::: Working data

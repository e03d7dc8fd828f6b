//! Behavior states. Gameplay effects only run on the authority; replicas
//! replay enter/exit for presentation.

use tracing::debug;

use super::{Combatant, FighterEvent};
use crate::anim::Clip;
use crate::body::{Body, Facing};
use crate::combo::AttackPhase;
use crate::fsm::State;

/// Gravity scale outside of jumps and dashes.
const DEFAULT_GRAVITY_SCALE: f32 = 1.0;

pub struct Idle;

impl<B: Body> State<Combatant<B>> for Idle {
    fn name(&self) -> &'static str {
        "idle"
    }

    fn enter(&self, ctx: &mut Combatant<B>) {
        ctx.play(Clip::Idle.id());
        if ctx.is_authority() {
            ctx.body.set_horizontal_velocity(0.0);
        }
    }
}

pub struct Move;

impl<B: Body> State<Combatant<B>> for Move {
    fn name(&self) -> &'static str {
        "move"
    }

    fn enter(&self, ctx: &mut Combatant<B>) {
        ctx.play(Clip::Run.id());
    }

    fn fixed_update(&self, ctx: &mut Combatant<B>) {
        let vx = ctx.intent().axis.x * ctx.config.move_speed;
        ctx.body.set_horizontal_velocity(vx);
        ctx.face_input();
    }
}

/// The airborne state. Entered with a jump press and a free charge it jumps;
/// otherwise it is a fall.
pub struct Jump;

impl<B: Body> State<Combatant<B>> for Jump {
    fn name(&self) -> &'static str {
        "jump"
    }

    fn enter(&self, ctx: &mut Combatant<B>) {
        ctx.play(Clip::Jump.id());
        if !ctx.is_authority() {
            return;
        }
        ctx.body.set_gravity_scale(ctx.config.air_gravity_scale);
        if ctx.wants_jump() {
            ctx.movement.jumps_used += 1;
            ctx.body.set_vertical_velocity(ctx.config.jump_impulse);
            debug!(
                fighter = ctx.id,
                jumps_used = ctx.movement.jumps_used,
                "jump"
            );
        }
    }

    fn fixed_update(&self, ctx: &mut Combatant<B>) {
        let vx = ctx.intent().axis.x * ctx.config.move_speed * ctx.config.air_control;
        ctx.body.set_horizontal_velocity(vx);
        ctx.face_input();
    }

    fn exit(&self, ctx: &mut Combatant<B>) {
        if ctx.is_authority() {
            ctx.body.set_gravity_scale(DEFAULT_GRAVITY_SCALE);
        }
    }
}

/// Horizontal burst. Spends a charge; the last charge starts the cooldown.
pub struct Dash;

impl<B: Body> State<Combatant<B>> for Dash {
    fn name(&self) -> &'static str {
        "dash"
    }

    fn enter(&self, ctx: &mut Combatant<B>) {
        ctx.play(Clip::Dash.id());
        if !ctx.is_authority() {
            return;
        }
        let now = ctx.now;
        let movement = &mut ctx.movement;
        movement.dash_charges = movement.dash_charges.saturating_sub(1);
        movement.dash_start = now;
        if movement.dash_charges == 0 {
            movement.dash_cooling = true;
            movement.dash_cooldown_start = now;
        }

        let facing = Facing::from_x(ctx.intent().axis.x).unwrap_or(ctx.body.facing());
        ctx.body.set_facing(facing);
        ctx.body
            .set_horizontal_velocity(facing.sign() * ctx.config.dash_speed);
        ctx.body.set_vertical_velocity(0.0);
        ctx.body.set_gravity_scale(0.0);
        ctx.body.set_player_collisions(false);
        ctx.hit.dash_invincible = true;
    }

    fn fixed_update(&self, ctx: &mut Combatant<B>) {
        let vx = ctx.body.facing().sign() * ctx.config.dash_speed;
        ctx.body.set_horizontal_velocity(vx);
    }

    fn exit(&self, ctx: &mut Combatant<B>) {
        if ctx.is_authority() {
            ctx.body.set_gravity_scale(DEFAULT_GRAVITY_SCALE);
            ctx.body.set_player_collisions(true);
            ctx.hit.dash_invincible = false;
        }
    }
}

/// Runs the combo engine. Each attack instance may hit once.
pub struct Attack;

impl<B: Body> State<Combatant<B>> for Attack {
    fn name(&self) -> &'static str {
        "attack"
    }

    fn enter(&self, ctx: &mut Combatant<B>) {
        if ctx.is_authority() {
            ctx.attack_landed = false;
            if ctx.is_grounded() {
                ctx.body.set_horizontal_velocity(0.0);
            }
            let kind = ctx.intent().attack_kind();
            let grounded = ctx.is_grounded();
            if let Ok(started) = ctx.combo.try_execute_attack(kind, grounded, ctx.now) {
                ctx.events.push(FighterEvent::AttackStarted(started));
            }
        }
        if let Some(clip) = ctx.combo.current_attack().map(|a| a.animation_id) {
            ctx.play(clip);
        }
    }

    fn fixed_update(&self, ctx: &mut Combatant<B>) {
        let intent = ctx.intent();
        if intent.attack && ctx.combo.phase() == AttackPhase::ComboWindow {
            let grounded = ctx.is_grounded();
            match ctx
                .combo
                .try_execute_combo_attack(intent.attack_kind(), grounded, ctx.now)
            {
                Ok(started) => {
                    ctx.attack_landed = false;
                    ctx.play(started.animation);
                    ctx.events.push(FighterEvent::AttackStarted(started));
                }
                Err(_) => ctx.combo.reset_combo(),
            }
        }
        ctx.combo.tick(ctx.now);
    }

    fn update(&self, ctx: &mut Combatant<B>) {
        // Replicas learn about continuations from the combo index only.
        if let Some(clip) = ctx.combo.current_attack().map(|a| a.animation_id) {
            if clip != ctx.presentation.clip {
                ctx.play(clip);
            }
        }
    }

    fn exit(&self, ctx: &mut Combatant<B>) {
        if ctx.is_authority() {
            ctx.combo.reset_combo();
            ctx.attack_landed = false;
        }
    }
}

/// Hitstun: input off, knockback applied once then decayed.
pub struct Hit;

impl<B: Body> State<Combatant<B>> for Hit {
    fn name(&self) -> &'static str {
        "hit"
    }

    fn enter(&self, ctx: &mut Combatant<B>) {
        ctx.play(Clip::Hit.id());
        if !ctx.is_authority() {
            return;
        }
        let Some(payload) = ctx.incoming.take() else {
            return;
        };
        ctx.hit
            .begin(&payload, ctx.now, ctx.config.post_hit_invincibility_ticks);
        ctx.input_enabled = false;
        ctx.combo.reset_combo();
        ctx.body.set_horizontal_velocity(payload.knockback.x);
        ctx.body.set_vertical_velocity(payload.knockback.y);
        ctx.hit.knockback_applied = true;
    }

    fn fixed_update(&self, ctx: &mut Combatant<B>) {
        // The entry tick already applied the full impulse.
        if ctx.now == ctx.hit.hit_start {
            return;
        }
        let knockback = ctx
            .hit
            .decay_knockback(ctx.config.knockback_decay, ctx.config.knockback_floor);
        ctx.body.set_horizontal_velocity(knockback.x);
    }

    fn exit(&self, ctx: &mut Combatant<B>) {
        if ctx.is_authority() {
            ctx.input_enabled = true;
            ctx.hit.clear_knockback();
        }
    }
}

pub struct Die;

impl<B: Body> State<Combatant<B>> for Die {
    fn name(&self) -> &'static str {
        "die"
    }

    fn enter(&self, ctx: &mut Combatant<B>) {
        ctx.play(Clip::Die.id());
        if !ctx.is_authority() {
            return;
        }
        ctx.input_enabled = false;
        ctx.incoming = None;
        ctx.combo.reset_combo();
        ctx.body.set_horizontal_velocity(0.0);
        ctx.body.set_vertical_velocity(0.0);
        ctx.body.set_frozen(true);
        if !ctx.death_reported {
            ctx.death_reported = true;
            ctx.events.push(FighterEvent::Died);
            debug!(fighter = ctx.id, "died");
        }
    }

    fn exit(&self, ctx: &mut Combatant<B>) {
        if ctx.is_authority() {
            ctx.body.set_frozen(false);
            ctx.input_enabled = true;
            ctx.round_reset = false;
        }
    }
}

::::::

### Exercise aim
Tally the lines of the data that contain the string "crate", and report nothing but the tally.

### Expected answer
4